Which lines of the entries contain the string "format"? Please find them and copy them.
Top of Source data
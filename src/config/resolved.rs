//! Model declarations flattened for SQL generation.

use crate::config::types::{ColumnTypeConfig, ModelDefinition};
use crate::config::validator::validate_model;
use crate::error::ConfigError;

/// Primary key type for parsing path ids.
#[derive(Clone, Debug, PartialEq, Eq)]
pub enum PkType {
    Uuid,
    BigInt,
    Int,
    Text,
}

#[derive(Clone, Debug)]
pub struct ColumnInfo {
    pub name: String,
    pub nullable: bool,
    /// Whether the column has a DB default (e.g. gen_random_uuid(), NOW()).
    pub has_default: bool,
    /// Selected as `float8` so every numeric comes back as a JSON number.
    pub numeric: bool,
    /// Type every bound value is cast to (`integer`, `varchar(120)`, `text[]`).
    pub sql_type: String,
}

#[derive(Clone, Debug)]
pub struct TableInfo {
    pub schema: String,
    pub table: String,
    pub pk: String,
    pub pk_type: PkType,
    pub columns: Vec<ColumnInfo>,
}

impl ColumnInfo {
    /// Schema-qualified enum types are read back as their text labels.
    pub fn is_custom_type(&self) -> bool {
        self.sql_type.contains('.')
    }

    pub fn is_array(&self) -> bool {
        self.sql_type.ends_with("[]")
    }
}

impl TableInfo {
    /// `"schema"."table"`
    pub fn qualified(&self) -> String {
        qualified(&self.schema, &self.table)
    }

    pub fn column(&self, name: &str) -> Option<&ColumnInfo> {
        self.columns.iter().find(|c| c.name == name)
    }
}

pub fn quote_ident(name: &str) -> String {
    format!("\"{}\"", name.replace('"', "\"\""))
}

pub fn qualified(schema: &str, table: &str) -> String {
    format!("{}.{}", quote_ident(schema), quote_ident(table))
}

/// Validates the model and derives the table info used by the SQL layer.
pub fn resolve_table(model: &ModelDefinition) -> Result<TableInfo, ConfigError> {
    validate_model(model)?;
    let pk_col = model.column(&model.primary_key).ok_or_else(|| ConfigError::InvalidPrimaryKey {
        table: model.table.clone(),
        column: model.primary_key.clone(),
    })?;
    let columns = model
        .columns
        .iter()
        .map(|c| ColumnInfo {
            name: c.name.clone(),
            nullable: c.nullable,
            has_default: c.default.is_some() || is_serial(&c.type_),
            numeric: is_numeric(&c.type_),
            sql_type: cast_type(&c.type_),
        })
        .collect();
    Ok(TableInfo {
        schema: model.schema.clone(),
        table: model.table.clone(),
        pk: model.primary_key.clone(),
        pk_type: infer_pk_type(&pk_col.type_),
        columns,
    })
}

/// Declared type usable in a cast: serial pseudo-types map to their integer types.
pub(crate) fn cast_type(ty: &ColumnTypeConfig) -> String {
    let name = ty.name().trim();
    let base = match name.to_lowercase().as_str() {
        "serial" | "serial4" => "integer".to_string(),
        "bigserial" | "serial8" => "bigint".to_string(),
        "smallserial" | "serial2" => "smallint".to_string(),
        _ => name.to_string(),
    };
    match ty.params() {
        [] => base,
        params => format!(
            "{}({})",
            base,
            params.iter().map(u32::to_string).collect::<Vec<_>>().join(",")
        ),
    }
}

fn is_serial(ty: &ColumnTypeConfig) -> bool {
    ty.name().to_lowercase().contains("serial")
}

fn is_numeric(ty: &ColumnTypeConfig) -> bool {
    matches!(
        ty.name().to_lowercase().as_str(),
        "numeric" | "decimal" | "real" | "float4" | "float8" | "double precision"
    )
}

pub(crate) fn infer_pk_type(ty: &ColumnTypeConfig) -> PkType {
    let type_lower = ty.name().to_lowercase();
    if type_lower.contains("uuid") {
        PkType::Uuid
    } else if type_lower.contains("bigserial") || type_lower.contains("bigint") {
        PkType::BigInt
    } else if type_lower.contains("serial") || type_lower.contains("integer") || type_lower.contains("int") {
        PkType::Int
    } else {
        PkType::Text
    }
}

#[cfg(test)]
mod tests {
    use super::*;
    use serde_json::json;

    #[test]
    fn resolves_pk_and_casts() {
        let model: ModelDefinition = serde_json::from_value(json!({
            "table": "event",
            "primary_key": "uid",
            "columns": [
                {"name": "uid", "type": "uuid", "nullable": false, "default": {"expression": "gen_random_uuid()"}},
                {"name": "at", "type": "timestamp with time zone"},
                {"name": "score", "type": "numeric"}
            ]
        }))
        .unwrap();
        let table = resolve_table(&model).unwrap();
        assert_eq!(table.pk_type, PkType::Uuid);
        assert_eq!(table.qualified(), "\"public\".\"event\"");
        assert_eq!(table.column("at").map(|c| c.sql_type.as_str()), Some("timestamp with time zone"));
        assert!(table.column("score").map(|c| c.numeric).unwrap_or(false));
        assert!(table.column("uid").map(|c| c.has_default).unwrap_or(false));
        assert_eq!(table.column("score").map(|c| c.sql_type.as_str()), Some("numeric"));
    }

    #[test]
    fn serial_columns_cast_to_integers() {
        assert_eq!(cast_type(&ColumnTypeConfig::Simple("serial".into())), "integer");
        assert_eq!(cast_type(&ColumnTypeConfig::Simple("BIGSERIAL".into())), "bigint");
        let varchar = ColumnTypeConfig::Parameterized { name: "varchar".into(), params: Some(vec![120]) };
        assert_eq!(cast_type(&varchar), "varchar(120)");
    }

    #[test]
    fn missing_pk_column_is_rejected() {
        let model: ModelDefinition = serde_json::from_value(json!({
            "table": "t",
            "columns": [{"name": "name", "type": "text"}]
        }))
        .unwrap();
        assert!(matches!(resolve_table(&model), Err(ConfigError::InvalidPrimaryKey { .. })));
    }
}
Bottom of Source data
* _Written response_
    format!("\"{}\"", name.replace('"', "\"\""))
    format!("{}.{}", quote_ident(schema), quote_ident(table))
        params => format!(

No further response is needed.